> **WHAT YOU HAVE TO DO**
Transcribe the records word for word, leaving nothing out.

> **DATA RECORDS**
***

//! Row storage for one relational table.
//!
//! Rows are keyed by an auto-incremented surrogate id. Every table also
//! carries a unique index on the entity's API key, the only column lookups
//! from outside the crate use.

use std::collections::{BTreeMap, BTreeSet, HashMap};

use crate::apikey::ApiKey;
use crate::error::{Error, Result};
use crate::model::Entity;

/// One table of `T` rows.
#[derive(Debug, Clone)]
pub struct Table<T: Entity> {
    rows: BTreeMap<i64, T>,
    by_key: HashMap<ApiKey, i64>,
    next_id: i64,
}

impl<T: Entity> Default for Table<T> {
    fn default() -> Self {
        Self {
            rows: BTreeMap::new(),
            by_key: HashMap::new(),
            next_id: 1,
        }
    }
}

impl<T: Entity> Table<T> {
    /// Inserts a row and returns its new surrogate id.
    pub fn insert(&mut self, row: T) -> Result<i64> {
        let key = row.api_key().clone();
        if self.by_key.contains_key(&key) {
            return Err(Error::DuplicateKey {
                collection: T::TABLE.to_string(),
                index: "api_key".to_string(),
                key: key.into_string(),
            });
        }
        let id = self.next_id;
        self.next_id += 1;
        self.by_key.insert(key, id);
        self.rows.insert(id, row);
        Ok(id)
    }

    /// Overwrites the row with `id`. The API key must not change.
    pub fn replace(&mut self, id: i64, row: T) -> Result<T> {
        let current = self
            .rows
            .get_mut(&id)
            .ok_or_else(|| Error::NotFound(format!("{} row {}", T::TABLE, id)))?;
        if current.api_key() != row.api_key() {
            return Err(Error::Validation(crate::model::ValidationError::Constraint(
                format!("api key of {} row {} is immutable", T::TABLE, id),
            )));
        }
        Ok(std::mem::replace(current, row))
    }

    pub fn remove(&mut self, id: i64) -> Option<T> {
        let row = self.rows.remove(&id)?;
        self.by_key.remove(row.api_key());
        Some(row)
    }

    pub fn get(&self, id: i64) -> Option<&T> {
        self.rows.get(&id)
    }

    pub fn get_by_key(&self, key: &ApiKey) -> Option<(i64, &T)> {
        let id = *self.by_key.get(key)?;
        self.rows.get(&id).map(|row| (id, row))
    }

    /// Resolves an API key to a surrogate id, failing with `NotFound`.
    pub fn id_of(&self, key: &ApiKey) -> Result<i64> {
        self.by_key
            .get(key)
            .copied()
            .ok_or_else(|| Error::NotFound(format!("{} {}", T::TABLE, key)))
    }

    pub fn iter(&self) -> impl Iterator<Item = (i64, &T)> {
        self.rows.iter().map(|(id, row)| (*id, row))
    }

    pub fn values(&self) -> impl Iterator<Item = &T> {
        self.rows.values()
    }

    pub fn len(&self) -> usize {
        self.rows.len()
    }

    pub fn is_empty(&self) -> bool {
        self.rows.is_empty()
    }

    /// Removes every row. Surrogate ids keep counting up.
    pub fn clear(&mut self) {
        self.rows.clear();
        self.by_key.clear();
    }
}

/// Many-to-many association between two tables, indexed both ways.
#[derive(Debug, Clone, Default)]
pub struct JoinTable {
    forward: BTreeSet<(i64, i64)>,
    reverse: BTreeSet<(i64, i64)>,
}

impl JoinTable {
    pub fn link(&mut self, left: i64, right: i64) {
        self.forward.insert((left, right));
        self.reverse.insert((right, left));
    }

    /// Drops every association of `left` and returns the rights it had.
    pub fn unlink_left(&mut self, left: i64) -> Vec<i64> {
        let rights = self.rights_of(left);
        for right in &rights {
            self.forward.remove(&(left, *right));
            self.reverse.remove(&(*right, left));
        }
        rights
    }

    pub fn rights_of(&self, left: i64) -> Vec<i64> {
        self.forward
            .range((left, i64::MIN)..=(left, i64::MAX))
            .map(|(_, r)| *r)
            .collect()
    }

    pub fn lefts_of(&self, right: i64) -> Vec<i64> {
        self.reverse
            .range((right, i64::MIN)..=(right, i64::MAX))
            .map(|(_, l)| *l)
            .collect()
    }

    pub fn has_right(&self, right: i64) -> bool {
        self.reverse
            .range((right, i64::MIN)..=(right, i64::MAX))
            .next()
            .is_some()
    }

    pub fn len(&self) -> usize {
        self.forward.len()
    }

    pub fn is_empty(&self) -> bool {
        self.forward.is_empty()
    }

    pub fn clear(&mut self) {
        self.forward.clear();
        self.reverse.clear();
    }
}

#[cfg(test)]
mod tests {
    use super::*;
    use crate::apikey;
    use crate::model::{Address, Library};

    fn library(name: &str) -> Library {
        Library {
            api_key: apikey::generate(30),
            name: name.to_string(),
            address: Address::new("Ring", "1", "1010", "Vienna", "AT").unwrap(),
        }
    }

    #[test]
    fn test_insert_assigns_increasing_ids() -> Result<()> {
        let mut table = Table::<Library>::default();
        let a = table.insert(library("a"))?;
        let b = table.insert(library("b"))?;
        assert_eq!((a, b), (1, 2));
        assert_eq!(table.len(), 2);

        table.remove(a);
        table.clear();
        let c = table.insert(library("c"))?;
        assert_eq!(c, 3);
        Ok(())
    }

    #[test]
    fn test_duplicate_api_key_rejected() -> Result<()> {
        let mut table = Table::<Library>::default();
        let lib = library("a");
        table.insert(lib.clone())?;
        assert!(matches!(table.insert(lib), Err(Error::DuplicateKey { .. })));
        Ok(())
    }

    #[test]
    fn test_replace_keeps_key_immutable() -> Result<()> {
        let mut table = Table::<Library>::default();
        let lib = library("a");
        let id = table.insert(lib.clone())?;

        let renamed = Library {
            name: "renamed".into(),
            ..lib.clone()
        };
        table.replace(id, renamed)?;
        assert_eq!(table.get_by_key(&lib.api_key).unwrap().1.name, "renamed");

        assert!(table.replace(id, library("other")).is_err());
        assert!(table.replace(99, lib).is_err());
        Ok(())
    }

    #[test]
    fn test_join_table_both_directions() {
        let mut join = JoinTable::default();
        join.link(1, 10);
        join.link(1, 11);
        join.link(2, 10);

        assert_eq!(join.rights_of(1), vec![10, 11]);
        assert_eq!(join.lefts_of(10), vec![1, 2]);
        assert!(join.has_right(11));

        assert_eq!(join.unlink_left(1), vec![10, 11]);
        assert!(!join.has_right(11));
        assert_eq!(join.lefts_of(10), vec![2]);
        assert_eq!(join.len(), 1);
    }
}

***

> **EXPECTED ANSWER**
//! Row storage for one relational table.
//!
//! Rows are keyed by an auto-incremented surrogate id. Every table also
//! carries a unique index on the entity's API key, the only column lookups
//! from outside the crate use.

use std::collections::{BTreeMap, BTreeSet, HashMap};

use crate::apikey::ApiKey;
use crate::error::{Error, Result};
use crate::model::Entity;

/// One table of `T` rows.
#[derive(Debug, Clone)]
pub struct Table<T: Entity> {
    rows: BTreeMap<i64, T>,
    by_key: HashMap<ApiKey, i64>,
    next_id: i64,
}

impl<T: Entity> Default for Table<T> {
    fn default() -> Self {
        Self {
            rows: BTreeMap::new(),
            by_key: HashMap::new(),
            next_id: 1,
        }
    }
}

impl<T: Entity> Table<T> {
    /// Inserts a row and returns its new surrogate id.
    pub fn insert(&mut self, row: T) -> Result<i64> {
        let key = row.api_key().clone();
        if self.by_key.contains_key(&key) {
            return Err(Error::DuplicateKey {
                collection: T::TABLE.to_string(),
                index: "api_key".to_string(),
                key: key.into_string(),
            });
        }
        let id = self.next_id;
        self.next_id += 1;
        self.by_key.insert(key, id);
        self.rows.insert(id, row);
        Ok(id)
    }

    /// Overwrites the row with `id`. The API key must not change.
    pub fn replace(&mut self, id: i64, row: T) -> Result<T> {
        let current = self
            .rows
            .get_mut(&id)
            .ok_or_else(|| Error::NotFound(format!("{} row {}", T::TABLE, id)))?;
        if current.api_key() != row.api_key() {
            return Err(Error::Validation(crate::model::ValidationError::Constraint(
                format!("api key of {} row {} is immutable", T::TABLE, id),
            )));
        }
        Ok(std::mem::replace(current, row))
    }

    pub fn remove(&mut self, id: i64) -> Option<T> {
        let row = self.rows.remove(&id)?;
        self.by_key.remove(row.api_key());
        Some(row)
    }

    pub fn get(&self, id: i64) -> Option<&T> {
        self.rows.get(&id)
    }

    pub fn get_by_key(&self, key: &ApiKey) -> Option<(i64, &T)> {
        let id = *self.by_key.get(key)?;
        self.rows.get(&id).map(|row| (id, row))
    }

    /// Resolves an API key to a surrogate id, failing with `NotFound`.
    pub fn id_of(&self, key: &ApiKey) -> Result<i64> {
        self.by_key
            .get(key)
            .copied()
            .ok_or_else(|| Error::NotFound(format!("{} {}", T::TABLE, key)))
    }

    pub fn iter(&self) -> impl Iterator<Item = (i64, &T)> {
        self.rows.iter().map(|(id, row)| (*id, row))
    }

    pub fn values(&self) -> impl Iterator<Item = &T> {
        self.rows.values()
    }

    pub fn len(&self) -> usize {
        self.rows.len()
    }

    pub fn is_empty(&self) -> bool {
        self.rows.is_empty()
    }

    /// Removes every row. Surrogate ids keep counting up.
    pub fn clear(&mut self) {
        self.rows.clear();
        self.by_key.clear();
    }
}

/// Many-to-many association between two tables, indexed both ways.
#[derive(Debug, Clone, Default)]
pub struct JoinTable {
    forward: BTreeSet<(i64, i64)>,
    reverse: BTreeSet<(i64, i64)>,
}

impl JoinTable {
    pub fn link(&mut self, left: i64, right: i64) {
        self.forward.insert((left, right));
        self.reverse.insert((right, left));
    }

    /// Drops every association of `left` and returns the rights it had.
    pub fn unlink_left(&mut self, left: i64) -> Vec<i64> {
        let rights = self.rights_of(left);
        for right in &rights {
            self.forward.remove(&(left, *right));
            self.reverse.remove(&(*right, left));
        }
        rights
    }

    pub fn rights_of(&self, left: i64) -> Vec<i64> {
        self.forward
            .range((left, i64::MIN)..=(left, i64::MAX))
            .map(|(_, r)| *r)
            .collect()
    }

    pub fn lefts_of(&self, right: i64) -> Vec<i64> {
        self.reverse
            .range((right, i64::MIN)..=(right, i64::MAX))
            .map(|(_, l)| *l)
            .collect()
    }

    pub fn has_right(&self, right: i64) -> bool {
        self.reverse
            .range((right, i64::MIN)..=(right, i64::MAX))
            .next()
            .is_some()
    }

    pub fn len(&self) -> usize {
        self.forward.len()
    }

    pub fn is_empty(&self) -> bool {
        self.forward.is_empty()
    }

    pub fn clear(&mut self) {
        self.forward.clear();
        self.reverse.clear();
    }
}

#[cfg(test)]
mod tests {
    use super::*;
    use crate::apikey;
    use crate::model::{Address, Library};

    fn library(name: &str) -> Library {
        Library {
            api_key: apikey::generate(30),
            name: name.to_string(),
            address: Address::new("Ring", "1", "1010", "Vienna", "AT").unwrap(),
        }
    }

    #[test]
    fn test_insert_assigns_increasing_ids() -> Result<()> {
        let mut table = Table::<Library>::default();
        let a = table.insert(library("a"))?;
        let b = table.insert(library("b"))?;
        assert_eq!((a, b), (1, 2));
        assert_eq!(table.len(), 2);

        table.remove(a);
        table.clear();
        let c = table.insert(library("c"))?;
        assert_eq!(c, 3);
        Ok(())
    }

    #[test]
    fn test_duplicate_api_key_rejected() -> Result<()> {
        let mut table = Table::<Library>::default();
        let lib = library("a");
        table.insert(lib.clone())?;
        assert!(matches!(table.insert(lib), Err(Error::DuplicateKey { .. })));
        Ok(())
    }

    #[test]
    fn test_replace_keeps_key_immutable() -> Result<()> {
        let mut table = Table::<Library>::default();
        let lib = library("a");
        let id = table.insert(lib.clone())?;

        let renamed = Library {
            name: "renamed".into(),
            ..lib.clone()
        };
        table.replace(id, renamed)?;
        assert_eq!(table.get_by_key(&lib.api_key).unwrap().1.name, "renamed");

        assert!(table.replace(id, library("other")).is_err());
        assert!(table.replace(99, lib).is_err());
        Ok(())
    }

    #[test]
    fn test_join_table_both_directions() {
        let mut join = JoinTable::default();
        join.link(1, 10);
        join.link(1, 11);
        join.link(2, 10);

        assert_eq!(join.rights_of(1), vec![10, 11]);
        assert_eq!(join.lefts_of(10), vec![1, 2]);
        assert!(join.has_right(11));

        assert_eq!(join.unlink_left(1), vec![10, 11]);
        assert!(!join.has_right(11));
        assert_eq!(join.lefts_of(10), vec![2]);
        assert_eq!(join.len(), 1);
    }
}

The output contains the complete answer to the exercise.